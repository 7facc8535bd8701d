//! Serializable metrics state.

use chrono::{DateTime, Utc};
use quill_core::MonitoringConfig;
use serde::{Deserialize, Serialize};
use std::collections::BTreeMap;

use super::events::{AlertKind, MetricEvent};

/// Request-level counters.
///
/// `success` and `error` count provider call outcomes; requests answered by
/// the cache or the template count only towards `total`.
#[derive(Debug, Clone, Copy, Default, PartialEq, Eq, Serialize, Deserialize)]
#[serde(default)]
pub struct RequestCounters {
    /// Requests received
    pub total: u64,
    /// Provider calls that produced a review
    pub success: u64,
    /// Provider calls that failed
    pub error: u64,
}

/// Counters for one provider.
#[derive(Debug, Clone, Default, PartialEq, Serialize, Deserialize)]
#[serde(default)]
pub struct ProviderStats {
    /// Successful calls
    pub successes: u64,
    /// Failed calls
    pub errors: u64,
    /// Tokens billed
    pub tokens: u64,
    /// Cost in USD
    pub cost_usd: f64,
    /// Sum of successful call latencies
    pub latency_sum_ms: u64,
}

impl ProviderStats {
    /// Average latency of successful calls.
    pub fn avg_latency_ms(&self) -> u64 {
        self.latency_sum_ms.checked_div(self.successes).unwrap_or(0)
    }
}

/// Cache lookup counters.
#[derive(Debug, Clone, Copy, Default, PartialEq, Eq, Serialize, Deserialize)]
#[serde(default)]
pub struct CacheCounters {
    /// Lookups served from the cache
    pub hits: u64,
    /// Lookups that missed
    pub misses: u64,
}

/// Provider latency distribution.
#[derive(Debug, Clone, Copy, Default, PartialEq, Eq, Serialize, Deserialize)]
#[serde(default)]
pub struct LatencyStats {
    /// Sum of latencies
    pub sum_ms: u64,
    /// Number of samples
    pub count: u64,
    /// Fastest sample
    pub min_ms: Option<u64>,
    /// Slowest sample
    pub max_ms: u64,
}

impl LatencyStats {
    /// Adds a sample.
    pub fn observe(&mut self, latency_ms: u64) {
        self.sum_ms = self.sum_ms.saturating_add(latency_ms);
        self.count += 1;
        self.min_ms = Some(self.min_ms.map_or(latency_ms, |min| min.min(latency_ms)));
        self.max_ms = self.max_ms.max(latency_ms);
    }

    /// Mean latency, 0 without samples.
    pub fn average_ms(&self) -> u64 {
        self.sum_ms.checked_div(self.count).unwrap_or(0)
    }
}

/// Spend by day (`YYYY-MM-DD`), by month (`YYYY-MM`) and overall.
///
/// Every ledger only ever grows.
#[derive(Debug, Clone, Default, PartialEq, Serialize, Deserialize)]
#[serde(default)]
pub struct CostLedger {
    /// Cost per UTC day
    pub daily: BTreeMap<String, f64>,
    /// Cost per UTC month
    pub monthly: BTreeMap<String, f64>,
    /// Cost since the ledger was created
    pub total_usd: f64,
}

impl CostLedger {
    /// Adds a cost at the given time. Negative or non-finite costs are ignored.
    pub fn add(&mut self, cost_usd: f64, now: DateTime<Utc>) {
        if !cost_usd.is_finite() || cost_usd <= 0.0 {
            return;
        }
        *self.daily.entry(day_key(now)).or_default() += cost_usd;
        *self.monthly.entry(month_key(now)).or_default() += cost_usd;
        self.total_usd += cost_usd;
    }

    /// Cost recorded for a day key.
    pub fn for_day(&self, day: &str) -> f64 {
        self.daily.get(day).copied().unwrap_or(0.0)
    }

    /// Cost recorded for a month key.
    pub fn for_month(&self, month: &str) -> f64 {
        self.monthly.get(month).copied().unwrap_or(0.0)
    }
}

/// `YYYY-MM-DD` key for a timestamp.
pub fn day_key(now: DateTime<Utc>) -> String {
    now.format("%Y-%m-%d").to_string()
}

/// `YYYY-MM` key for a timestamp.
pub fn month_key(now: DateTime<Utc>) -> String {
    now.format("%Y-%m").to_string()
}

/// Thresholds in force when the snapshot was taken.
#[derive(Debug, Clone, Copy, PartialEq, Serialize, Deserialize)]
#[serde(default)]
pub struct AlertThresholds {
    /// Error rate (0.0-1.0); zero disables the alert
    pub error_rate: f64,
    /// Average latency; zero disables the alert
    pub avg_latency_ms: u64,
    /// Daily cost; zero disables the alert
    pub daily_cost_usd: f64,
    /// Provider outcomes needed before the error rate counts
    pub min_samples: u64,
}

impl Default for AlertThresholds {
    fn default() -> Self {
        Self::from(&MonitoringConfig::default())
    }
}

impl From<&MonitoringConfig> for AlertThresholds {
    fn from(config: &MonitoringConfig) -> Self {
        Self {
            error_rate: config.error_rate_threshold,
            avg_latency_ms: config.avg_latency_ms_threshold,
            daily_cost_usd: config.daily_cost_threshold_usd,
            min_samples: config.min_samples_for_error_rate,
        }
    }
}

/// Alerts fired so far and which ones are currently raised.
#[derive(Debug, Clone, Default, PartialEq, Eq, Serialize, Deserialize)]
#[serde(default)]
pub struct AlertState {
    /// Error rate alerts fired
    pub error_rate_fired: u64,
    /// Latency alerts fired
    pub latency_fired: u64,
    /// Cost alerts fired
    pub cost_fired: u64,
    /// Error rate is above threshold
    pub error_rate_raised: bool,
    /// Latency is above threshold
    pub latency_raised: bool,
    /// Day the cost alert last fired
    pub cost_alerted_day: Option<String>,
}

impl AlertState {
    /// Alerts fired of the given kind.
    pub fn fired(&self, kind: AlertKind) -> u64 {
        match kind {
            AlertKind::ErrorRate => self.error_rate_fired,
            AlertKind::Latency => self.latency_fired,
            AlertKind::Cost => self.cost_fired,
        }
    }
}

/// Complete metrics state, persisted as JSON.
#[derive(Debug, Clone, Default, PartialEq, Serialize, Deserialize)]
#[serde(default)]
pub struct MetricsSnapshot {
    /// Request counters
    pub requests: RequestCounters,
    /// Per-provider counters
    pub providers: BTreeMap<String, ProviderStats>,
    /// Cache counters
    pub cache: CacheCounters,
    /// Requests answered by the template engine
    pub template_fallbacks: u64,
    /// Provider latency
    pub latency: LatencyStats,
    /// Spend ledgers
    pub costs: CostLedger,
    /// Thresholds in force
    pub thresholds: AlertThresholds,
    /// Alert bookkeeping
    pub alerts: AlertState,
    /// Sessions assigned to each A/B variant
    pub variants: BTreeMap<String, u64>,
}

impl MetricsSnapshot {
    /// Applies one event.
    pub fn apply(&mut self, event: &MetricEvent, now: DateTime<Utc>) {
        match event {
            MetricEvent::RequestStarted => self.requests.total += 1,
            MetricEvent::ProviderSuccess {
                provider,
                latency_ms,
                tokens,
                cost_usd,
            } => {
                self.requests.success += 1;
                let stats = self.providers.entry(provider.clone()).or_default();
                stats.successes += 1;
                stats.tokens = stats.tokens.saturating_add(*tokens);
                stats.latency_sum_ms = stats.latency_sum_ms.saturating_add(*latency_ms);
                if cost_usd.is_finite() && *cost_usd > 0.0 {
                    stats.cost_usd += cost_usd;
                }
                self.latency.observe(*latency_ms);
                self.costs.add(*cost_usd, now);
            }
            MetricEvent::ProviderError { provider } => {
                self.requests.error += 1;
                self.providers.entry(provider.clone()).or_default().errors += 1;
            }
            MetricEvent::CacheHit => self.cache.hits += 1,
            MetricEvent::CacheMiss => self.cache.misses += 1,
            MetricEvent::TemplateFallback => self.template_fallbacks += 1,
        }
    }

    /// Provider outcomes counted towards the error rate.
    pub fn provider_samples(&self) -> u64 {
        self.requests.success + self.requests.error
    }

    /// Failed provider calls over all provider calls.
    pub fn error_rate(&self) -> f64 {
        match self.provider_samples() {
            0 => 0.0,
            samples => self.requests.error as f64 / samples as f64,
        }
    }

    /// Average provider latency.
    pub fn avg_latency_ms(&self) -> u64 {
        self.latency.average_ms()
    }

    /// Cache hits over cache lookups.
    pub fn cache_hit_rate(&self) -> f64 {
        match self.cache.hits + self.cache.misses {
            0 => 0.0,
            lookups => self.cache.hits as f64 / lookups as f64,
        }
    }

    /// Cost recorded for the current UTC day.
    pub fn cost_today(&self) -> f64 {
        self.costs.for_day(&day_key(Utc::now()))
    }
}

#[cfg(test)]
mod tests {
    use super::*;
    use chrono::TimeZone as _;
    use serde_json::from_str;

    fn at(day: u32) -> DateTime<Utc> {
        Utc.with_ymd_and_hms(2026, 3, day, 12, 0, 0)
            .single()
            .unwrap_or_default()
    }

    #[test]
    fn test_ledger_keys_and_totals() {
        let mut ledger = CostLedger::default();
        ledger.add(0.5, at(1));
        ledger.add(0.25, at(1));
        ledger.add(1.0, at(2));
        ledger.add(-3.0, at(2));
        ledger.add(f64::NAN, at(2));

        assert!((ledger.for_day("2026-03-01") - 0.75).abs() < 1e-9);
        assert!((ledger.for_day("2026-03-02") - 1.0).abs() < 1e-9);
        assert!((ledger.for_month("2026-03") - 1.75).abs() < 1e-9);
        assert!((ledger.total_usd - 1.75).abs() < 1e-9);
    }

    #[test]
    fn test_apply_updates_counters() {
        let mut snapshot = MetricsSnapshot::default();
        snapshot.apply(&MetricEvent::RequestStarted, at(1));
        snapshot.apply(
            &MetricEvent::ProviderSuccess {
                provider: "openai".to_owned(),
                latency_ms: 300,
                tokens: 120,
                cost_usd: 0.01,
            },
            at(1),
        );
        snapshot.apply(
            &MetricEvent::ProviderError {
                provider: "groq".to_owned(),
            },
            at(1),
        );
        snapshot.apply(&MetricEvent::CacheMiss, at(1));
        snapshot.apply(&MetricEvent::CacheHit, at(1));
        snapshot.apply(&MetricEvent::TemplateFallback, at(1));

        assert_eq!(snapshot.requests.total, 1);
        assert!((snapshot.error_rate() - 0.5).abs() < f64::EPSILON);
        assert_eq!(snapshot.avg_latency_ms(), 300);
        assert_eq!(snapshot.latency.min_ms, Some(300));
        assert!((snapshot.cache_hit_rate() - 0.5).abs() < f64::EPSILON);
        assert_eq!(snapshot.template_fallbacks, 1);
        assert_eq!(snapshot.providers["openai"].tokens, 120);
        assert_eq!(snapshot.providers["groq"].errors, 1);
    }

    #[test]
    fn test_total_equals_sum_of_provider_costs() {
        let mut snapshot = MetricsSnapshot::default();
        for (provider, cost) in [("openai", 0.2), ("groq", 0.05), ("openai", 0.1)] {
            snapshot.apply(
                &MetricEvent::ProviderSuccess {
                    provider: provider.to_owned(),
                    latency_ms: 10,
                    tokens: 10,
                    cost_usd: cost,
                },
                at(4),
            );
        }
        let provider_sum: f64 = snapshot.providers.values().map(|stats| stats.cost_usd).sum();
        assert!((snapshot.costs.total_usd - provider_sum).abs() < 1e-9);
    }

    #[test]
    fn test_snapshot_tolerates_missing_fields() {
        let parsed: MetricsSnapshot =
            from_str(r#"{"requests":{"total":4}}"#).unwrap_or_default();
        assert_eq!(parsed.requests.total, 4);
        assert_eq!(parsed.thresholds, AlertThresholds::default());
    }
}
★ ★ ★ ★ ★
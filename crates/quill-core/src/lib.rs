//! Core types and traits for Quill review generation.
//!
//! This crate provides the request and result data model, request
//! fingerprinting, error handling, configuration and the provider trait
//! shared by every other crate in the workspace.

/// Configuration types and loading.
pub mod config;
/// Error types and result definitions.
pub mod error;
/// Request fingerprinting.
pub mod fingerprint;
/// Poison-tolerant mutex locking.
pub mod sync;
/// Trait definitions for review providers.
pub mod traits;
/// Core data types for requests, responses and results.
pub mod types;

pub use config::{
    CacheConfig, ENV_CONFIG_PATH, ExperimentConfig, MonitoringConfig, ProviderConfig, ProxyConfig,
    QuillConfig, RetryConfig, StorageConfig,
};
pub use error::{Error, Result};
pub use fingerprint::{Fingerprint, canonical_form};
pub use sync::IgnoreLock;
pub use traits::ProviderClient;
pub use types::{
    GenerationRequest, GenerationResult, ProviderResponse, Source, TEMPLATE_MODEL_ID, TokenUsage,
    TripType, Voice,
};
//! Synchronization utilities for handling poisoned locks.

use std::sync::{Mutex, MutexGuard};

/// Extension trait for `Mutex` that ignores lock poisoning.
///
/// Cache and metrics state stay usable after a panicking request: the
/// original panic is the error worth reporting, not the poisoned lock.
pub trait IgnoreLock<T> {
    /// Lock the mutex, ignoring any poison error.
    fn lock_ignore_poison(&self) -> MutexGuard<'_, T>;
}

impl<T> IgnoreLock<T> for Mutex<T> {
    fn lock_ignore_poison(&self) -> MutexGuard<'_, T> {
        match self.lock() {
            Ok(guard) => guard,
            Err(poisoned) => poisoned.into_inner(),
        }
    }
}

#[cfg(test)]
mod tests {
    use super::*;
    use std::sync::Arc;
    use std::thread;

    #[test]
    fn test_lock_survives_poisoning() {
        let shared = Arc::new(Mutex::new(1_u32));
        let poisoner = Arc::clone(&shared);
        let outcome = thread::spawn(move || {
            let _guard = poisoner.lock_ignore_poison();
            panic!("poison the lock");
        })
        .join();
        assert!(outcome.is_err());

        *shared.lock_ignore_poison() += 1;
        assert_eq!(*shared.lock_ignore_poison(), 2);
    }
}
★ ★ ★ ★ ★
● Instructions to follow
Every line above from the line with "repository 7facc8535bd8701d" to the line with "Adds a sample.", both included, must be reproduced exactly, and no other line may appear.

● Task output
repository 7facc8535bd8701d
//! Serializable metrics state.

use chrono::{DateTime, Utc};
use quill_core::MonitoringConfig;
use serde::{Deserialize, Serialize};
use std::collections::BTreeMap;

use super::events::{AlertKind, MetricEvent};

/// Request-level counters.
///
/// `success` and `error` count provider call outcomes; requests answered by
/// the cache or the template count only towards `total`.
#[derive(Debug, Clone, Copy, Default, PartialEq, Eq, Serialize, Deserialize)]
#[serde(default)]
pub struct RequestCounters {
    /// Requests received
    pub total: u64,
    /// Provider calls that produced a review
    pub success: u64,
    /// Provider calls that failed
    pub error: u64,
}

/// Counters for one provider.
#[derive(Debug, Clone, Default, PartialEq, Serialize, Deserialize)]
#[serde(default)]
pub struct ProviderStats {
    /// Successful calls
    pub successes: u64,
    /// Failed calls
    pub errors: u64,
    /// Tokens billed
    pub tokens: u64,
    /// Cost in USD
    pub cost_usd: f64,
    /// Sum of successful call latencies
    pub latency_sum_ms: u64,
}

impl ProviderStats {
    /// Average latency of successful calls.
    pub fn avg_latency_ms(&self) -> u64 {
        self.latency_sum_ms.checked_div(self.successes).unwrap_or(0)
    }
}

/// Cache lookup counters.
#[derive(Debug, Clone, Copy, Default, PartialEq, Eq, Serialize, Deserialize)]
#[serde(default)]
pub struct CacheCounters {
    /// Lookups served from the cache
    pub hits: u64,
    /// Lookups that missed
    pub misses: u64,
}

/// Provider latency distribution.
#[derive(Debug, Clone, Copy, Default, PartialEq, Eq, Serialize, Deserialize)]
#[serde(default)]
pub struct LatencyStats {
    /// Sum of latencies
    pub sum_ms: u64,
    /// Number of samples
    pub count: u64,
    /// Fastest sample
    pub min_ms: Option<u64>,
    /// Slowest sample
    pub max_ms: u64,
}

impl LatencyStats {
    /// Adds a sample.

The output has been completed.